Question

Find the equation of the locus of the point which is at distance of 5 units from $(-2,3)$ in a plane. $$$$

Answer 1

Hint: We recall the definition of locus. We use the distance formula for distance $d$ between any two points in plane with coordinates $d=\sqrt{{(x_2-x_1)}^2+{(y_2-y_1)}^2}$ and find the distance of arbitrary point $(x,y)$ from given point $(-2,3)$. We put $d=5$ as conditioned in the question and simplify after squaring both sides. $$$$

Complete step-by-step answer:
We know that locus is a shape formed by collection of points which satisfy a certain condition, for example the shape formed by collection at equal distance from end points of a line segment in a plane is called perpendicular bisector. $$$$
We know that the distance $d$ between any two points in plane with coordinates $(x_1,y_1),(x_2,y_2)$ is given by
$$d=\sqrt{{(x_2-x_1)}^2+{(y_2-y_1)}^2}$$
We are asked in the question to find the equation of locus of the point which is at a distance of 5 units from $(-2,3)$ in a plane. $$$$

Let us assume that the coordinate of the arbitrary point be $(x,y)$. We use the distance formula between two points and find the distance of arbitrary point $(x,y)$ from given point $(-2,3)$ as,
$$\begin{array}{rl}& d=\sqrt{{(x-(-2))}^2+{(y-3)}^2}\\ & \Rightarrow d=\sqrt{{(x+2)}^2+{(y-3)}^2}\end{array}$$
We are given the question: the distance is always a fixed 5 units.
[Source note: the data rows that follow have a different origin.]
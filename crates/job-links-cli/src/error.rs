//! Error types for the command-line host.

use std::path::PathBuf;

/// All errors the CLI reports to the user.
#[derive(thiserror::Error, Debug)]
pub enum CliError {
    #[error("No site given. Pass --site, set JOB_LINKS_SITE, or pass --page-url")]
    NoSite,

    #[error("Page is not on a supported job board: {0}")]
    UnsupportedPage(String),

    #[error(transparent)]
    Link(#[from] job_links::LinkError),

    #[error("Cannot read {}: {source}", .path.display())]
    Read {
        path: PathBuf,
        #[source]
        source: std::io::Error,
    },

    #[error("IO error: {0}")]
    Io(#[from] std::io::Error),
}

pub type CliResult<T> = Result<T, CliError>;
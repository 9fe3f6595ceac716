//! Configuration resolution: explicit flag, then environment, then default.

use std::path::PathBuf;

use job_links::{FormatOptions, Site};

use crate::error::{CliError, CliResult};

/// Environment variable naming the site to extract for.
pub const SITE_ENV: &str = "JOB_LINKS_SITE";

/// Environment variable holding the URL of the page the candidates came from.
pub const PAGE_URL_ENV: &str = "JOB_LINKS_PAGE_URL";

/// Resolve the site for a run.
pub fn resolve_site(explicit: Option<&str>, page_url: Option<&str>) -> CliResult<Site> {
    let env_site = std::env::var(SITE_ENV).ok();
    let env_page = std::env::var(PAGE_URL_ENV).ok();
    resolve_site_with(
        explicit,
        env_site.as_deref(),
        page_url.or(env_page.as_deref()),
    )
}

/// [`resolve_site`] with the environment passed in.
pub fn resolve_site_with(
    explicit: Option<&str>,
    env_site: Option<&str>,
    page_url: Option<&str>,
) -> CliResult<Site> {
    if let Some(key) = explicit.or(env_site).filter(|k| !k.trim().is_empty()) {
        return Ok(key.parse::<Site>()?);
    }

    match page_url {
        Some(url) => Site::detect(url).ok_or_else(|| CliError::UnsupportedPage(url.to_string())),
        None => Err(CliError::NoSite),
    }
}

/// Build format options from flags. `\n` and `\t` escapes in the separator
/// are expanded so they can be typed on a shell line.
pub fn format_options(separator: &str, include_index: bool, include_count: bool) -> FormatOptions {
    FormatOptions {
        separator: unescape_separator(separator),
        include_index,
        include_count,
    }
}

fn unescape_separator(raw: &str) -> String {
    raw.replace("\\n", "\n").replace("\\t", "\t")
}

/// Where the REPL keeps its history.
pub fn resolve_history_path() -> PathBuf {
    let home = std::env::var("HOME")
        .or_else(|_| std::env::var("USERPROFILE"))
        .unwrap_or_else(|_| ".".to_string());

    PathBuf::from(home).join(".job_links_history")
}
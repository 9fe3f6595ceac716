//! Supported job boards and the per-site rules that drive validation,
//! canonicalization and identifier recovery.

use std::fmt;
use std::str::FromStr;
use std::sync::OnceLock;

use regex::Regex;
use serde::{Deserialize, Serialize};

use crate::types::{CleanOptions, LinkError};

/// A job board the extractor knows how to handle.
#[derive(Debug, Clone, Copy, PartialEq, Eq, PartialOrd, Ord, Hash, Serialize, Deserialize)]
#[serde(rename_all = "lowercase")]
pub enum Site {
    Seek,
    #[serde(rename = "linkedin")]
    LinkedIn,
    Indeed,
    #[serde(rename = "trademe")]
    TradeMe,
}

/// A regex compiled on first use and shared for the life of the process.
#[derive(Debug)]
pub struct Pattern {
    source: &'static str,
    compiled: OnceLock<Regex>,
}

impl Pattern {
    pub const fn new(source: &'static str) -> Self {
        Self {
            source,
            compiled: OnceLock::new(),
        }
    }

    pub fn source(&self) -> &'static str {
        self.source
    }

    pub fn regex(&self) -> &Regex {
        self.compiled
            .get_or_init(|| Regex::new(self.source).expect("built-in site pattern must compile"))
    }
}

/// Where a site keeps the identifier of a posting.
#[derive(Debug)]
pub enum JobIdSource {
    /// First capture group of a regex over the URL path.
    Path(Pattern),
    /// Value of a query parameter.
    Query(&'static str),
}

/// How a site's URLs are canonicalized.
#[derive(Debug)]
pub enum CanonicalForm {
    /// Strip fragment and query according to [`CleanOptions`].
    Generic,
    /// Rebuild the URL from a numeric job id found in the path or query.
    JobView {
        path_id: Pattern,
        query_key: &'static str,
        prefix: &'static str,
    },
}

/// Static description of one site.
#[derive(Debug)]
pub struct SiteRules {
    pub key: &'static str,
    pub name: &'static str,
    pub domains: &'static [&'static str],
    pub path_markers: &'static [&'static str],
    pub excluded_paths: &'static [&'static str],
    pub page_pattern: Pattern,
    pub job_id: JobIdSource,
    pub canonical: CanonicalForm,
    pub structured_data_marker: Option<&'static str>,
}

static SEEK: SiteRules = SiteRules {
    key: "seek",
    name: "Seek",
    domains: &["seek.co.nz", "seek.com.au"],
    path_markers: &["/job/"],
    excluded_paths: &[],
    page_pattern: Pattern::new(r"^https://(www\.)?seek\.(co\.nz|com\.au)/"),
    job_id: JobIdSource::Path(Pattern::new(r"/job/(\d+)")),
    canonical: CanonicalForm::Generic,
    structured_data_marker: Some("/job/"),
};

static LINKEDIN: SiteRules = SiteRules {
    key: "linkedin",
    name: "LinkedIn",
    domains: &["linkedin.com"],
    path_markers: &["/jobs/"],
    excluded_paths: &[],
    page_pattern: Pattern::new(r"^https://(www\.)?linkedin\.com/"),
    job_id: JobIdSource::Path(Pattern::new(r"/jobs/view/(\d+)")),
    canonical: CanonicalForm::JobView {
        path_id: Pattern::new(r"/jobs/view/(\d+)"),
        query_key: "currentJobId",
        prefix: "https://www.linkedin.com/jobs/view/",
    },
    structured_data_marker: None,
};

static INDEED: SiteRules = SiteRules {
    key: "indeed",
    name: "Indeed",
    domains: &["indeed.com"],
    path_markers: &["/viewjob", "/jobs"],
    excluded_paths: &[],
    page_pattern: Pattern::new(r"^https://(www\.)?indeed\.com/"),
    job_id: JobIdSource::Query("jk"),
    canonical: CanonicalForm::Generic,
    structured_data_marker: None,
};

static TRADEME: SiteRules = SiteRules {
    key: "trademe",
    name: "Trade Me Jobs",
    domains: &["trademe.co.nz"],
    path_markers: &["/jobs/"],
    excluded_paths: &["/browse/"],
    page_pattern: Pattern::new(r"^https://(www\.)?trademe\.co\.nz/a/jobs/"),
    job_id: JobIdSource::Path(Pattern::new(r"/(\d+)$")),
    canonical: CanonicalForm::Generic,
    structured_data_marker: None,
};

impl Site {
    /// All sites, in detection order.
    pub const ALL: [Site; 4] = [Site::Seek, Site::LinkedIn, Site::Indeed, Site::TradeMe];

    pub fn rules(self) -> &'static SiteRules {
        match self {
            Site::Seek => &SEEK,
            Site::LinkedIn => &LINKEDIN,
            Site::Indeed => &INDEED,
            Site::TradeMe => &TRADEME,
        }
    }

    pub fn key(self) -> &'static str {
        self.rules().key
    }

    pub fn display_name(self) -> &'static str {
        self.rules().name
    }

    /// Detect the site a page belongs to from the page's own URL.
    pub fn detect(page_url: &str) -> Option<Site> {
        Site::ALL
            .into_iter()
            .find(|site| site.rules().page_pattern.regex().is_match(page_url))
    }

    /// Default cleaning options used when extracting links for this site.
    pub fn clean_options(self) -> CleanOptions {
        CleanOptions::default()
    }
}

impl SiteRules {
    /// Case-insensitive hostname membership.
    pub fn matches_host(&self, host: &str) -> bool {
        let host = host.to_ascii_lowercase();
        self.domains.iter().any(|d| host.contains(d))
    }

    /// Whether a path looks like a single job-detail page for this site.
    pub fn matches_job_path(&self, path: &str) -> bool {
        let path = path.to_ascii_lowercase();
        self.path_markers.iter().any(|m| path.contains(m))
            && !self.excluded_paths.iter().any(|e| path.contains(e))
    }
}

impl fmt::Display for Site {
    fn fmt(&self, f: &mut fmt::Formatter<'_>) -> fmt::Result {
        f.write_str(self.key())
    }
}

impl FromStr for Site {
    type Err = LinkError;

    fn from_str(s: &str) -> Result<Self, Self::Err> {
        let wanted = s.trim().to_ascii_lowercase();
        Site::ALL
            .into_iter()
            .find(|site| site.key() == wanted)
            .ok_or_else(|| LinkError::UnknownSite(s.to_string()))
    }
}

#[cfg(test)]
mod tests {
    use super::*;

    #[test]
    fn test_parse_keys() {
        assert_eq!("seek".parse::<Site>().unwrap(), Site::Seek);
        assert_eq!("LinkedIn".parse::<Site>().unwrap(), Site::LinkedIn);
        assert_eq!(" trademe ".parse::<Site>().unwrap(), Site::TradeMe);
        assert!(matches!(
            "monster".parse::<Site>(),
            Err(LinkError::UnknownSite(s)) if s == "monster"
        ));
    }

    #[test]
    fn test_display_roundtrips_through_from_str() {
        for site in Site::ALL {
            assert_eq!(site.to_string().parse::<Site>().unwrap(), site);
        }
    }

    #[test]
    fn test_serde_uses_keys() {
        assert_eq!(serde_json::to_string(&Site::LinkedIn).unwrap(), "\"linkedin\"");
        assert_eq!(serde_json::to_string(&Site::TradeMe).unwrap(), "\"trademe\"");
        let site: Site = serde_json::from_str("\"seek\"").unwrap();
        assert_eq!(site, Site::Seek);
    }

    #[test]
    fn test_detect_from_page_url() {
        assert_eq!(
            Site::detect("https://www.seek.co.nz/jobs?keywords=rust"),
            Some(Site::Seek)
        );
        assert_eq!(Site::detect("https://seek.com.au/"), Some(Site::Seek));
        assert_eq!(
            Site::detect("https://www.linkedin.com/jobs/search/"),
            Some(Site::LinkedIn)
        );
        assert_eq!(Site::detect("https://indeed.com/q-rust-jobs.html"), Some(Site::Indeed));
        assert_eq!(
            Site::detect("https://www.trademe.co.nz/a/jobs/it/programming"),
            Some(Site::TradeMe)
        );
        assert_eq!(Site::detect("https://www.trademe.co.nz/a/motors"), None);
        assert_eq!(Site::detect("http://www.seek.co.nz/"), None);
        assert_eq!(Site::detect("not a url"), None);
    }

    #[test]
    fn test_host_match_is_case_insensitive() {
        assert!(Site::Seek.rules().matches_host("WWW.SEEK.CO.NZ"));
        assert!(!Site::Seek.rules().matches_host("www.linkedin.com"));
    }

    #[test]
    fn test_trademe_excludes_browse() {
        let rules = Site::TradeMe.rules();
        assert!(rules.matches_job_path("/a/jobs/it/listing/123"));
        assert!(!rules.matches_job_path("/a/jobs/browse/it"));
    }

    #[test]
    fn test_only_seek_has_structured_data() {
        assert_eq!(Site::Seek.rules().structured_data_marker, Some("/job/"));
        for site in [Site::LinkedIn, Site::Indeed, Site::TradeMe] {
            assert!(site.rules().structured_data_marker.is_none());
        }
    }
}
SO we put $d=5$ in the above step and have
$$\Rightarrow 5=\sqrt{{(x+2)}^2+{(y-3)}^2}$$
We square both side of the above step to have,
$$\Rightarrow 25={(x+2)}^2+{(y-3)}^2$$
Let us use the algebraic identity of ${(a+b)}^2=a^2+b^2+2ab$ for and proceed to have,
$$\begin{array}{rl}& \Rightarrow 25=x^2+4x+4+y^2-6y+9\\ & \Rightarrow x^2+4x+y^2-6y-12=0\end{array}$$
The above equation is the required equation of locus. $$$$

Note: We note that the obtained locus is in the shape of a circle, in fact any locus of points which is at fixed distance from a fixed point will be the locus of a circle. The fixed point is the centre and the fixed distance is the radius of the circle. The equation of circle with centre $(a,b)$ and radius $r$ is given as ${(x-a)}^2+{(y-b)}^2=r^2$.